Sem contar que Tomás de Aquino condena o uso do veneno da esterilidade, ou seja, dos anticoncepcionais que ou impedem a gravidez ou então, quando esta já está em pleno processo de desenvolvimento, impedem o desenvolvimento do feto e, com isso, provocam a realização de um aborto voluntário. Para ele[iii] quem procura tais métodos anti-natalidade, que atuam contra a natureza, mesmo sendo legalmente casados não podem receber o nome de cônjuges, pois não buscam conscientemente a realização plena do casamento, a qual se dá com a concepção e o nascimento dos filhos. Uma família só está totalmente formada quanto existe os cônjuges e os filhos. Impedir, por meio do aborto ou outro método anti-natalidade, o nascimento dos filhos é impedir o desenvolvimento natural da própria família.

No caso explicito do aborto, Tomás de Aquino afirma que de “nenhum modo é lícito matar ao inocente [o feto ainda no ventre da mãe]”[iv]. Além disso, ele afirma que o que “fere a mulher grávida faz algo ilícito, e, por esta razão, se disso resulta a morte da mulher ou do feto animado, não se desculpa do crime de homicídio, sobretudo, quando a morte segue certamente a esta ação violenta”[v].

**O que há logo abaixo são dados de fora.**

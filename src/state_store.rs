//! SQLite-backed state persistence for live trading
//!
//! One checkpoint row (cycle count, equity, cash, config hash) plus the
//! open positions, rewritten every tick. On startup the live trader
//! reloads both so a crash or restart resumes where it left off.

use anyhow::{Context, Result};
use chrono::{DateTime, Utc};
use rusqlite::{params, Connection, OptionalExtension};
use std::path::Path;
use tracing::info;

use crate::portfolio::Position;
use crate::{PositionSide, Symbol};

/// Snapshot of the trading session saved once per cycle
#[derive(Debug, Clone)]
pub struct Checkpoint {
    pub timestamp: DateTime<Utc>,
    pub cycle_count: i64,
    pub equity: f64,
    pub cash: f64,
    pub open_positions: i64,
    pub config_hash: String,
}

/// SQLite state store
pub struct StateStore {
    conn: Connection,
}

impl StateStore {
    /// Open (or create) the state database at `path`
    pub fn open(path: impl AsRef<Path>) -> Result<Self> {
        let conn = Connection::open(path.as_ref()).context("Failed to open state database")?;
        Self::init(conn)
    }

    /// In-memory store for tests
    pub fn open_in_memory() -> Result<Self> {
        Self::init(Connection::open_in_memory()?)
    }

    fn init(conn: Connection) -> Result<Self> {
        conn.execute_batch(
            "CREATE TABLE IF NOT EXISTS checkpoint (
                id INTEGER PRIMARY KEY CHECK (id = 1),
                timestamp TEXT NOT NULL,
                cycle_count INTEGER NOT NULL,
                equity REAL NOT NULL,
                cash REAL NOT NULL,
                open_positions INTEGER NOT NULL,
                config_hash TEXT NOT NULL
            );
            CREATE TABLE IF NOT EXISTS positions (
                symbol TEXT NOT NULL,
                strategy TEXT NOT NULL,
                side TEXT NOT NULL,
                quantity REAL NOT NULL,
                entry_price REAL NOT NULL,
                entry_time TEXT NOT NULL,
                stop_loss REAL,
                take_profit REAL,
                PRIMARY KEY (symbol, strategy)
            );",
        )?;
        Ok(StateStore { conn })
    }

    pub fn save_checkpoint(&self, checkpoint: &Checkpoint) -> Result<()> {
        self.conn.execute(
            "INSERT INTO checkpoint (id, timestamp, cycle_count, equity, cash, open_positions, config_hash)
             VALUES (1, ?1, ?2, ?3, ?4, ?5, ?6)
             ON CONFLICT(id) DO UPDATE SET
                timestamp = ?1, cycle_count = ?2, equity = ?3,
                cash = ?4, open_positions = ?5, config_hash = ?6",
            params![
                checkpoint.timestamp.to_rfc3339(),
                checkpoint.cycle_count,
                checkpoint.equity,
                checkpoint.cash,
                checkpoint.open_positions,
                checkpoint.config_hash,
            ],
        )?;
        Ok(())
    }

    pub fn load_checkpoint(&self) -> Result<Option<Checkpoint>> {
        let row = self
            .conn
            .query_row(
                "SELECT timestamp, cycle_count, equity, cash, open_positions, config_hash
                 FROM checkpoint WHERE id = 1",
                [],
                |row| {
                    Ok((
                        row.get::<_, String>(0)?,
                        row.get::<_, i64>(1)?,
                        row.get::<_, f64>(2)?,
                        row.get::<_, f64>(3)?,
                        row.get::<_, i64>(4)?,
                        row.get::<_, String>(5)?,
                    ))
                },
            )
            .optional()?;

        Ok(row.map(
            |(timestamp, cycle_count, equity, cash, open_positions, config_hash)| Checkpoint {
                timestamp: timestamp
                    .parse::<DateTime<Utc>>()
                    .unwrap_or_else(|_| Utc::now()),
                cycle_count,
                equity,
                cash,
                open_positions,
                config_hash,
            },
        ))
    }

    /// Replace the stored open positions with the current set
    pub fn save_positions<'a>(
        &mut self,
        positions: impl Iterator<Item = &'a Position>,
    ) -> Result<()> {
        let tx = self.conn.transaction()?;
        tx.execute("DELETE FROM positions", [])?;
        {
            let mut stmt = tx.prepare(
                "INSERT INTO positions
                 (symbol, strategy, side, quantity, entry_price, entry_time, stop_loss, take_profit)
                 VALUES (?1, ?2, ?3, ?4, ?5, ?6, ?7, ?8)",
            )?;
            for position in positions {
                stmt.execute(params![
                    position.symbol.as_str(),
                    position.strategy,
                    position.side.to_string(),
                    position.quantity,
                    position.entry_price,
                    position.entry_time.to_rfc3339(),
                    position.stop_loss,
                    position.take_profit,
                ])?;
            }
        }
        tx.commit()?;
        Ok(())
    }

    pub fn load_positions(&self) -> Result<Vec<Position>> {
        let mut stmt = self.conn.prepare(
            "SELECT symbol, strategy, side, quantity, entry_price, entry_time, stop_loss, take_profit
             FROM positions",
        )?;

        let rows = stmt.query_map([], |row| {
            let symbol: String = row.get(0)?;
            let strategy: String = row.get(1)?;
            let side: String = row.get(2)?;
            let quantity: f64 = row.get(3)?;
            let entry_price: f64 = row.get(4)?;
            let entry_time: String = row.get(5)?;
            let stop_loss: Option<f64> = row.get(6)?;
            let take_profit: Option<f64> = row.get(7)?;

            Ok(Position {
                symbol: Symbol::new(symbol),
                side: if side == "SHORT" {
                    PositionSide::Short
                } else {
                    PositionSide::Long
                },
                quantity,
                entry_price,
                strategy,
                entry_time: entry_time
                    .parse::<DateTime<Utc>>()
                    .unwrap_or_else(|_| Utc::now()),
                stop_loss,
                take_profit,
            })
        })?;

        let positions: Vec<Position> = rows.filter_map(|r| r.ok()).collect();
        if !positions.is_empty() {
            info!("Loaded {} persisted positions", positions.len());
        }
        Ok(positions)
    }
}

#[cfg(test)]
mod tests {
    use super::*;
    use chrono::TimeZone;

    fn t0() -> DateTime<Utc> {
        Utc.with_ymd_and_hms(2024, 3, 4, 12, 0, 0).unwrap()
    }

    #[test]
    fn test_checkpoint_round_trip() {
        let store = StateStore::open_in_memory().unwrap();
        assert!(store.load_checkpoint().unwrap().is_none());

        let checkpoint = Checkpoint {
            timestamp: t0(),
            cycle_count: 42,
            equity: 10_250.5,
            cash: 8_000.0,
            open_positions: 2,
            config_hash: "abc123".to_string(),
        };
        store.save_checkpoint(&checkpoint).unwrap();

        let loaded = store.load_checkpoint().unwrap().unwrap();
        assert_eq!(loaded.cycle_count, 42);
        assert!((loaded.equity - 10_250.5).abs() < 1e-9);
        assert_eq!(loaded.config_hash, "abc123");

        // Second save overwrites rather than duplicating
        store
            .save_checkpoint(&Checkpoint {
                cycle_count: 43,
                ..checkpoint
            })
            .unwrap();
        assert_eq!(store.load_checkpoint().unwrap().unwrap().cycle_count, 43);
    }

    #[test]
    fn test_positions_round_trip() {
        let mut store = StateStore::open_in_memory().unwrap();

        let position = Position {
            symbol: Symbol::new("BTCUSDT"),
            side: PositionSide::Long,
            quantity: 0.5,
            entry_price: 50_000.0,
            strategy: "Hybrid".to_string(),
            entry_time: t0(),
            stop_loss: None,
            take_profit: Some(52_000.0),
        };
        store.save_positions([&position].into_iter()).unwrap();

        let loaded = store.load_positions().unwrap();
        assert_eq!(loaded.len(), 1);
        assert_eq!(loaded[0].symbol.as_str(), "BTCUSDT");
        assert!((loaded[0].quantity - 0.5).abs() < 1e-9);
        assert_eq!(loaded[0].stop_loss, None);
        assert_eq!(loaded[0].take_profit, Some(52_000.0));

        // Saving an empty set clears the table
        store.save_positions(std::iter::empty::<&Position>()).unwrap();
        assert!(store.load_positions().unwrap().is_empty());
    }
}
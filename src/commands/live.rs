//! Live trading command
//!
//! Clock-driven loop over the configured symbols: paper mode simulates
//! fills against the live ticker, testnet/mainnet place real orders.
//! Crash recovery restores cash and open positions from the SQLite state
//! store; shutdown is cooperative (finish the tick, persist, export).

use anyhow::{Context, Result};
use chrono::{DateTime, Utc};
use std::collections::HashMap;
use std::sync::atomic::{AtomicBool, Ordering};
use std::sync::Arc;
use std::time::Duration;
use tokio::time::{interval, sleep};
use tracing::{debug, error, info, warn};

use hybrid_grid::config::Config;
use hybrid_grid::exchange::binance::{BinanceClient, ClientConfig};
use hybrid_grid::exchange::Exchange;
use hybrid_grid::indicators::{IndicatorBundle, IndicatorConfig};
use hybrid_grid::oms::{OrderManager, OrderManagerConfig};
use hybrid_grid::portfolio::Portfolio;
use hybrid_grid::session_log::SessionLog;
use hybrid_grid::state_store::{Checkpoint, StateStore};
use hybrid_grid::strategy::hybrid::{HybridEngine, HybridPolicy};
use hybrid_grid::{Candle, Symbol, TradingMode};

struct LiveTrader {
    config: Config,
    mode: TradingMode,
    exchange: BinanceClient,
    engines: HashMap<Symbol, HybridEngine>,
    policies: HashMap<Symbol, HybridPolicy>,
    indicator_config: IndicatorConfig,
    portfolio: Portfolio,
    order_manager: OrderManager,
    state_store: StateStore,
    cycle_count: i64,
}

impl LiveTrader {
    async fn new(config: Config, state_db: &str, mode: TradingMode) -> Result<Self> {
        let mut client_config = ClientConfig::default()
            .with_timeout(Duration::from_secs(config.exchange.request_timeout_secs))
            .with_max_retries(3);
        client_config.requests_per_second = config.exchange.rate_limit as usize;
        if mode == TradingMode::Testnet {
            client_config = client_config.testnet();
        }

        let api_key = config.exchange.api_key.clone().unwrap_or_default();
        let api_secret = config.exchange.api_secret.clone().unwrap_or_default();
        if mode.is_live() && (api_key.is_empty() || api_secret.is_empty()) {
            anyhow::bail!("Live mode requires BINANCE_API_KEY / BINANCE_API_SECRET");
        }

        let mut exchange = BinanceClient::with_config(api_key, api_secret, client_config);
        exchange.set_symbol_filters(config.symbol_filters.clone());

        // Live modes seed capital from the account's quote balance
        let initial_capital = if mode.is_live() {
            match exchange.get_account_balance().await {
                Ok(balances) => balances
                    .get(&config.trading.quote_asset)
                    .map(|b| b.total())
                    .unwrap_or(config.trading.initial_capital),
                Err(e) => {
                    warn!("Could not fetch account balance ({}), using configured capital", e);
                    config.trading.initial_capital
                }
            }
        } else {
            config.trading.initial_capital
        };

        let mut engines = HashMap::new();
        let mut policies = HashMap::new();
        for symbol_name in &config.trading.symbols {
            let symbol = Symbol::new(symbol_name);
            let policy = config.policy_for(symbol_name)?;
            engines.insert(symbol.clone(), HybridEngine::new(symbol.clone(), policy.clone()));
            policies.insert(symbol, policy);
        }

        let now = Utc::now();
        let session_log = SessionLog::create("data/outputs", mode, now)?;
        info!("Session id: {}", session_log.session_id());

        let order_manager = OrderManager::new(
            OrderManagerConfig {
                strategy_name: "Hybrid".to_string(),
                order_size_pct: config.trading.order_size_pct,
                fee_rate: config.exchange.fee_rate,
                mode,
            },
            session_log,
        );

        let state_store = StateStore::open(state_db).context("Failed to open state store")?;

        Ok(LiveTrader {
            portfolio: Portfolio::new(initial_capital, now),
            config,
            mode,
            exchange,
            engines,
            policies,
            indicator_config: IndicatorConfig::default(),
            order_manager,
            state_store,
            cycle_count: 0,
        })
    }

    fn config_hash(&self) -> String {
        use std::collections::hash_map::DefaultHasher;
        use std::hash::{Hash, Hasher};

        let mut hasher = DefaultHasher::new();
        serde_json::to_string(&self.config)
            .unwrap_or_default()
            .hash(&mut hasher);
        format!("{:x}", hasher.finish())
    }

    fn recover_state(&mut self) -> Result<()> {
        info!("Recovering state from previous session...");

        let checkpoint = match self.state_store.load_checkpoint()? {
            Some(cp) => cp,
            None => {
                info!("No previous checkpoint found, starting fresh");
                return Ok(());
            }
        };

        info!(
            "Found checkpoint: cycle={}, equity={:.2}, positions={}",
            checkpoint.cycle_count, checkpoint.equity, checkpoint.open_positions
        );

        if !checkpoint.config_hash.is_empty() && checkpoint.config_hash != self.config_hash() {
            warn!("Config has changed since the last run");
        }

        self.cycle_count = checkpoint.cycle_count;

        let positions = self.state_store.load_positions()?;
        for position in &positions {
            info!(
                "Recovered position: {} qty={:.6} @ {:.2}",
                position.symbol, position.quantity, position.entry_price
            );
        }
        self.portfolio.restore(checkpoint.cash, positions);

        info!(
            "State recovery complete: {} open positions, cash={:.2}",
            self.portfolio.open_position_count(),
            self.portfolio.cash
        );
        Ok(())
    }

    async fn run_cycle(&mut self) -> Result<()> {
        self.cycle_count += 1;
        let now = Utc::now();
        info!("--- Trading cycle {} ---", self.cycle_count);

        self.portfolio.reset_daily_stats(now);
        self.portfolio.reset_weekly_stats(now);

        // Tickers first; a symbol with no price is skipped this tick
        let mut prices: HashMap<Symbol, f64> = HashMap::new();
        for symbol_name in self.config.trading.symbols.clone() {
            let symbol = Symbol::new(&symbol_name);
            match self.exchange.get_ticker(&symbol_name).await {
                Ok(ticker) if ticker.price > 0.0 => {
                    prices.insert(symbol, ticker.price);
                }
                Ok(_) => warn!(symbol = %symbol, "Ticker returned non-positive price, skipping"),
                Err(e) => warn!(symbol = %symbol, error = %e, "Ticker fetch failed, skipping"),
            }
        }

        let equity = self.portfolio.equity(&prices);
        info!("Portfolio equity: {:.2}", equity);

        if equity < 0.0 {
            anyhow::bail!("Invariant violation: negative equity {:.2}", equity);
        }

        for (symbol, price) in prices.clone() {
            if let Err(e) = self.process_symbol(&symbol, price, equity).await {
                error!(symbol = %symbol, error = %e, "Error processing symbol");
            }
        }

        self.save_checkpoint(equity)?;

        info!(
            "Cycle {} complete: equity={:.2}, positions={}, daily_pnl={:.2}",
            self.cycle_count,
            equity,
            self.portfolio.open_position_count(),
            self.portfolio.daily_pnl
        );

        Ok(())
    }

    async fn process_symbol(&mut self, symbol: &Symbol, price: f64, equity: f64) -> Result<()> {
        let policy = self
            .policies
            .get(symbol)
            .context("No policy for symbol")?
            .clone();

        let candles = match self
            .exchange
            .get_klines(
                symbol.as_str(),
                &policy.bar_timeframe,
                self.config.trading.candle_limit,
            )
            .await
        {
            Ok(c) => c,
            Err(e) if e.is_transient() => {
                warn!(symbol = %symbol, error = %e, "Kline fetch failed, skipping this tick");
                return Ok(());
            }
            Err(e) => return Err(e.into()),
        };

        let bundle = match IndicatorBundle::compute(&candles, &self.indicator_config) {
            Some(b) => b,
            None => {
                debug!(symbol = %symbol, candles = candles.len(), "Insufficient candle history");
                return Ok(());
            }
        };

        // One time source per tick: system clock in live modes, candle
        // time in paper simulation.
        let tick_time: DateTime<Utc> = if self.mode.is_live() {
            Utc::now()
        } else {
            candles.last().map(|c| c.datetime).unwrap_or_else(Utc::now)
        };

        let last = candles.last().context("Empty candle window")?;
        let bar = Candle {
            datetime: tick_time,
            ..last.clone()
        };

        let engine = self.engines.get_mut(symbol).context("No engine for symbol")?;
        let plan = engine.on_bar(&bar, &bundle, equity);

        info!(
            symbol = %symbol,
            state = %plan.pnl_gate_state,
            band = %plan.band,
            spread = format!("{:.3}%", plan.spread_pct),
            grid = plan.grid_orders.len(),
            dca = plan.dca_orders.len(),
            tp = plan.tp_orders.len(),
            "Plan"
        );

        if plan.sl_action.stop {
            error!(
                symbol = %symbol,
                reason = plan.sl_action.reason.as_deref().unwrap_or(""),
                "Hard stop triggered, closing positions"
            );
            self.order_manager.close_symbol_positions(
                symbol,
                price,
                "hard_stop",
                &mut self.portfolio,
                tick_time,
            );
            return Ok(());
        }

        self.order_manager
            .place_plan(
                symbol,
                &plan,
                equity,
                Some(&self.exchange as &dyn Exchange),
                tick_time,
            )
            .await?;

        self.order_manager
            .sweep_stale(
                symbol,
                &policy,
                price,
                bundle.rsi,
                bundle.atr_pct,
                Some(&self.exchange as &dyn Exchange),
                tick_time,
            )
            .await;

        if self.mode.is_live() {
            if let Err(e) = self
                .order_manager
                .reconcile_fills_live(
                    symbol,
                    &self.exchange,
                    tick_time,
                    &mut self.portfolio,
                    self.engines.get_mut(symbol).context("No engine for symbol")?,
                )
                .await
            {
                warn!(symbol = %symbol, error = %e, "Fill reconciliation failed");
            }
        } else {
            self.order_manager.reconcile_fills_sim(
                symbol,
                price,
                price,
                tick_time,
                &mut self.portfolio,
                self.engines.get_mut(symbol).context("No engine for symbol")?,
            );
        }

        Ok(())
    }

    fn save_checkpoint(&mut self, equity: f64) -> Result<()> {
        let checkpoint = Checkpoint {
            timestamp: Utc::now(),
            cycle_count: self.cycle_count,
            equity,
            cash: self.portfolio.cash,
            open_positions: self.portfolio.open_position_count() as i64,
            config_hash: self.config_hash(),
        };
        self.state_store.save_checkpoint(&checkpoint)?;

        let positions: Vec<_> = self.portfolio.positions().cloned().collect();
        self.state_store.save_positions(positions.iter())?;
        Ok(())
    }

    fn shutdown(&mut self) -> Result<()> {
        info!("Initiating graceful shutdown...");

        let stats = self.portfolio.stats();
        info!("======================================================");
        info!("SESSION SUMMARY");
        info!("======================================================");
        info!("Total trades:   {}", stats.total_trades);
        info!("Win rate:       {:.2}%", stats.win_rate);
        info!("Total PnL:      {:.2}", stats.total_pnl);
        info!("Daily PnL:      {:.2}", stats.daily_pnl);
        info!("Weekly PnL:     {:.2}", stats.weekly_pnl);
        info!("Open positions: {}", stats.open_positions);
        info!("Cash:           {:.2}", stats.cash);
        info!("======================================================");

        // Open positions stay in the portfolio; the state store and session
        // log carry enough to reconcile on restart.
        self.save_checkpoint(self.portfolio.cash)?;
        info!("Shutdown complete");
        Ok(())
    }
}

pub fn run(config_path: String, mode: TradingMode, state_db: String) -> Result<()> {
    if mode == TradingMode::Backtest {
        anyhow::bail!("Use the backtest subcommand for backtest mode");
    }

    dotenv::dotenv().ok();

    let runtime = tokio::runtime::Builder::new_multi_thread()
        .enable_all()
        .build()
        .context("Failed to build tokio runtime")?;

    runtime.block_on(run_async(config_path, mode, state_db))
}

async fn run_async(config_path: String, mode: TradingMode, state_db: String) -> Result<()> {
    let config = Config::from_file(&config_path)
        .context(format!("Failed to load config from {}", config_path))?;

    let interval_secs = config.trading.trading_interval_seconds;

    info!("======================================================");
    info!("HYBRID GRID TRADING - {} MODE", mode.to_string().to_uppercase());
    info!("======================================================");
    info!("Symbols:  {}", config.trading.symbols.join(", "));
    info!("Capital:  {:.2}", config.trading.initial_capital);
    info!("Interval: {}s", interval_secs);
    info!("======================================================");

    if mode == TradingMode::Mainnet {
        warn!("LIVE TRADING MODE - REAL MONEY AT RISK!");
        warn!("Press Ctrl+C within 10 seconds to abort...");
        for i in (1..=10).rev() {
            info!("Starting in {} seconds...", i);
            sleep(Duration::from_secs(1)).await;
        }
    }

    let mut trader = LiveTrader::new(config, &state_db, mode).await?;
    trader.recover_state()?;

    let shutdown_flag = Arc::new(AtomicBool::new(false));
    let shutdown_flag_clone = shutdown_flag.clone();

    tokio::spawn(async move {
        match tokio::signal::ctrl_c().await {
            Ok(()) => {
                info!("Received Ctrl+C, will stop after the current tick");
                shutdown_flag_clone.store(true, Ordering::SeqCst);
            }
            Err(e) => error!("Error setting up signal handler: {}", e),
        }
    });

    let mut cycle_interval = interval(Duration::from_secs(interval_secs.max(1)));

    info!("Starting trading loop...");

    loop {
        cycle_interval.tick().await;

        if shutdown_flag.load(Ordering::SeqCst) {
            break;
        }

        if let Err(e) = trader.run_cycle().await {
            // Invariant violations terminate; everything else is logged
            // and the loop continues on the next tick.
            if e.to_string().contains("Invariant violation") {
                error!("{}", e);
                break;
            }
            error!("Trading cycle error: {}", e);
        }

        if shutdown_flag.load(Ordering::SeqCst) {
            break;
        }
    }

    trader.shutdown()?;
    info!("Trading session ended");
    Ok(())
}
//! Exchange adapter layer
//!
//! [`Exchange`] is the abstract contract the trading loop and order manager
//! talk to; [`binance::BinanceClient`] is the concrete implementation.
//! Symbol filters (tick size, step size, minimum notional) are applied here
//! at the boundary; everything upstream works in raw floats.

mod auth;
pub mod binance;
pub mod types;

use async_trait::async_trait;
use std::collections::HashMap;
use thiserror::Error;

use crate::{Candle, Side};
pub use types::{AssetBalance, OrderAck, Ticker};

/// Errors at the exchange boundary
///
/// Transient failures (network, timeouts, 5xx) skip the affected symbol for
/// one tick; rejections are final for the order that caused them.
#[derive(Debug, Error)]
pub enum ExchangeError {
    #[error("network error: {0}")]
    Network(String),

    #[error("request timed out")]
    Timeout,

    #[error("API error ({status}): {body}")]
    Api { status: u16, body: String },

    #[error("order rejected: {0}")]
    Rejected(String),

    #[error("invalid response: {0}")]
    InvalidResponse(String),
}

impl ExchangeError {
    /// Transient errors are retried next tick; the rest are final
    pub fn is_transient(&self) -> bool {
        match self {
            ExchangeError::Network(_) | ExchangeError::Timeout => true,
            ExchangeError::Api { status, .. } => *status >= 500,
            _ => false,
        }
    }
}

impl From<reqwest::Error> for ExchangeError {
    fn from(err: reqwest::Error) -> Self {
        if err.is_timeout() {
            ExchangeError::Timeout
        } else {
            ExchangeError::Network(err.to_string())
        }
    }
}

/// Exchange-imposed price/quantity/notional quanta for one symbol
#[derive(Debug, Clone, Copy, serde::Serialize, serde::Deserialize)]
pub struct SymbolFilters {
    pub tick_size: f64,
    pub step_size: f64,
    pub min_notional: f64,
}

impl Default for SymbolFilters {
    fn default() -> Self {
        // Reference exchange defaults for USDT spot pairs
        SymbolFilters {
            tick_size: 0.01,
            step_size: 0.0001,
            min_notional: 11.0,
        }
    }
}

impl SymbolFilters {
    /// Round a price to the nearest tick
    pub fn round_price(&self, price: f64) -> f64 {
        if self.tick_size > 0.0 {
            (price / self.tick_size).round() * self.tick_size
        } else {
            price
        }
    }

    /// Round a quantity down to the step size
    pub fn round_qty(&self, qty: f64) -> f64 {
        if self.step_size > 0.0 {
            (qty / self.step_size).floor() * self.step_size
        } else {
            qty
        }
    }

    /// Whether an order satisfies the minimum notional value
    pub fn meets_min_notional(&self, qty: f64, price: f64) -> bool {
        qty * price >= self.min_notional
    }
}

/// Abstract exchange contract
///
/// Implementations must tolerate concurrent calls (one in-flight request per
/// symbol is sufficient) and bound every call with a timeout.
#[async_trait]
pub trait Exchange: Send + Sync {
    /// Latest traded price for a symbol
    async fn get_ticker(&self, symbol: &str) -> Result<Ticker, ExchangeError>;

    /// Candles sorted ascending by open time
    async fn get_klines(
        &self,
        symbol: &str,
        interval: &str,
        limit: u32,
    ) -> Result<Vec<Candle>, ExchangeError>;

    /// Place a limit order; a successful ack always carries a usable order id
    async fn create_limit_order(
        &self,
        symbol: &str,
        side: Side,
        quantity: f64,
        price: f64,
    ) -> Result<OrderAck, ExchangeError>;

    /// Cancel an order by exchange id; Ok(false) when it was already gone
    async fn cancel_order(&self, symbol: &str, order_id: &str) -> Result<bool, ExchangeError>;

    /// Ids of orders still open on the exchange for this symbol
    async fn get_open_orders(&self, symbol: &str) -> Result<Vec<String>, ExchangeError>;

    /// Account balances keyed by asset (used to seed initial capital)
    async fn get_account_balance(&self) -> Result<HashMap<String, AssetBalance>, ExchangeError>;

    /// Symbol metadata for rounding and minimum-notional checks
    fn filters(&self, symbol: &str) -> SymbolFilters;
}

#[cfg(test)]
mod tests {
    use super::*;

    #[test]
    fn test_round_price_to_tick() {
        let filters = SymbolFilters {
            tick_size: 0.01,
            step_size: 0.0001,
            min_notional: 11.0,
        };
        assert!((filters.round_price(100.123) - 100.12).abs() < 1e-9);
        assert!((filters.round_price(100.126) - 100.13).abs() < 1e-9);
    }

    #[test]
    fn test_round_qty_floors_to_step() {
        let filters = SymbolFilters {
            tick_size: 0.01,
            step_size: 0.001,
            min_notional: 11.0,
        };
        assert!((filters.round_qty(0.12399) - 0.123).abs() < 1e-9);
        // Never rounds up into a larger order
        assert!((filters.round_qty(0.1239999) - 0.123).abs() < 1e-9);
    }

    #[test]
    fn test_min_notional() {
        let filters = SymbolFilters::default();
        assert!(!filters.meets_min_notional(0.1, 100.0));
        assert!(filters.meets_min_notional(0.2, 100.0));
    }

    #[test]
    fn test_transient_classification() {
        assert!(ExchangeError::Timeout.is_transient());
        assert!(ExchangeError::Network("reset".into()).is_transient());
        assert!(ExchangeError::Api {
            status: 503,
            body: "busy".into()
        }
        .is_transient());
        assert!(!ExchangeError::Api {
            status: 400,
            body: "bad".into()
        }
        .is_transient());
        assert!(!ExchangeError::Rejected("insufficient balance".into()).is_transient());
    }
}
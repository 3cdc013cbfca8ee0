//! Trading strategy module
//!
//! The hybrid grid + DCA engine is the sole planner. It consumes one bar and
//! an indicator bundle per tick and emits a [`hybrid::Plan`]; order handling
//! lives in the order lifecycle manager.

pub mod hybrid;

pub use hybrid::{Band, GateState, HybridEngine, HybridPolicy, Plan, PlanOrder, SlAction};
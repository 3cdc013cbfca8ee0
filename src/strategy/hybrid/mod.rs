//! Hybrid Grid + DCA strategy engine
//!
//! Combines grid market-making with conditional dollar-cost-averaging on a
//! single symbol, governed by a PnL gate (RUN/DEGRADED/PAUSED) and a latched
//! hard stop with auto-resume.
//!
//! The engine plans, it never trades: each bar produces a [`Plan`] value and
//! the order lifecycle manager turns plans into placements and cancellations.

mod config;
mod engine;
mod gate;
mod plan;

pub use config::HybridPolicy;
pub use engine::HybridEngine;
pub use plan::{Band, EngineState, GateState, Plan, PlanOrder, SlAction};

Para ele a prática abortiva trata-se, pois, de um pecado gravíssimo, porque não mata somente o corpo, mas também a alma. É uma prática que se enquadra dentro do mandamento bíblico que determina: “Não Matarás” (Êxoto 20, 13; 23, 7; Deuteronômio 5, 17). Em suas palavras: “alguns matam somente o corpo, mas outros matam a alma, tolhendo-a a vida da graça, ou seja, arrastando-a ao pecado mortal; outros, porém, matam a ambos, o corpo e a alma: são os suicidas e aqueles que matam as crianças que ainda não nasceram [por meio da prática do aborto]”[vi]. Em Tomás de Aquino o aborto é uma das possibilidades de manifestação do homicídio qualificado, ou seja, é quando há um assassinato, neste caso do feto, com a clara intenção de cometer um crime.

Em grupos e ambientes que defendem o aborto e dentro de setores que, dentro da Igreja, se alto proclamam de progressistas, modernos e vanguarda teológica; é comum se encontrar um tipo de argumentação que afirma, dentre outras coisas, que Tomás de Aquino vê o aborto apenas como um ato antiético, mas que não chega a condenar a sua prática. Essa afirmação é uma tentativa de se buscar algum fundamento, mesmo que indireto, para se defender o aborto. O problema é que esse tipo de fundamentação é superficial e, em grande medida, falta de uma leitura mais atenta e analítica da obra do Aquinate. Se a obra de Tomás de Aquino for lida com atenção se verá que ele coloca dentro do mandamento do “Não Matarás” o aborto. Para ele o aborto é um assassinato de uma pessoa e, por isso, deve ser evitado de todas as formas.

Sobre a perspectiva do aborto na Idade Média a Declaração sobre o aborto provocado, da Congregação para a Doutrina da Fé, afirma: “É certo que, na altura da Idade Média em que era opinião geral não estar a alma espiritual presente no corpo senão passadas as primeiras semanas, se fazia uma distinção quanto à espécie do pecado e à gravidade das sanções penais. Excelentes autores houve que admitiram, para esse primeiro período, soluções casuísticas mais suaves do que aquelas que eles davam para o concernente aos períodos seguintes da gravidez. Mas, jamais se negou, mesmo então, que o aborto provocado, mesmo nos primeiros dias da concepção fosse objetivamente falta grave. Uma tal condenação foi de fato unânime”[vii].

[i] Sobre a reflexão de Tomás de Aquino sobre o aborto, recomenda-se consultar: SANTOS, Ivanaldo. Tomás de Aquino e o aborto. In: Teologia em Questão, v. X, p. 43-62, 2012; FAITANIN, Paulo. Acepção teológica de pessoa em Tomás de Aquino. In: Aquinate, Niterói, Rio de Janeiro, v. 3, p. 47-58, 2006.

[ii] AQUINO, Tomás. In IV Sent., d. 31, q.2, a.3, exp.

[iii] AQUINO, Tomas. In IV Sent., d. 31, q.2, a.3, exp.

[iv] AQUINO, Tomas. S. Theo., II-II, q. 64, a.6, e.

[v] AQUINO, Tomás. S. Theo., II-II, q. 64, a.8, ad2.

[vi] AQUINO, Tomás. In decem pracetis, a.7.

[vii] CONGREGAÇÃO PARA A DOUTIRNA DA FÉ. Declaração sobre o aborto provocado. Cidade do Vaticano, 18 de novembro de 1974, n. 7.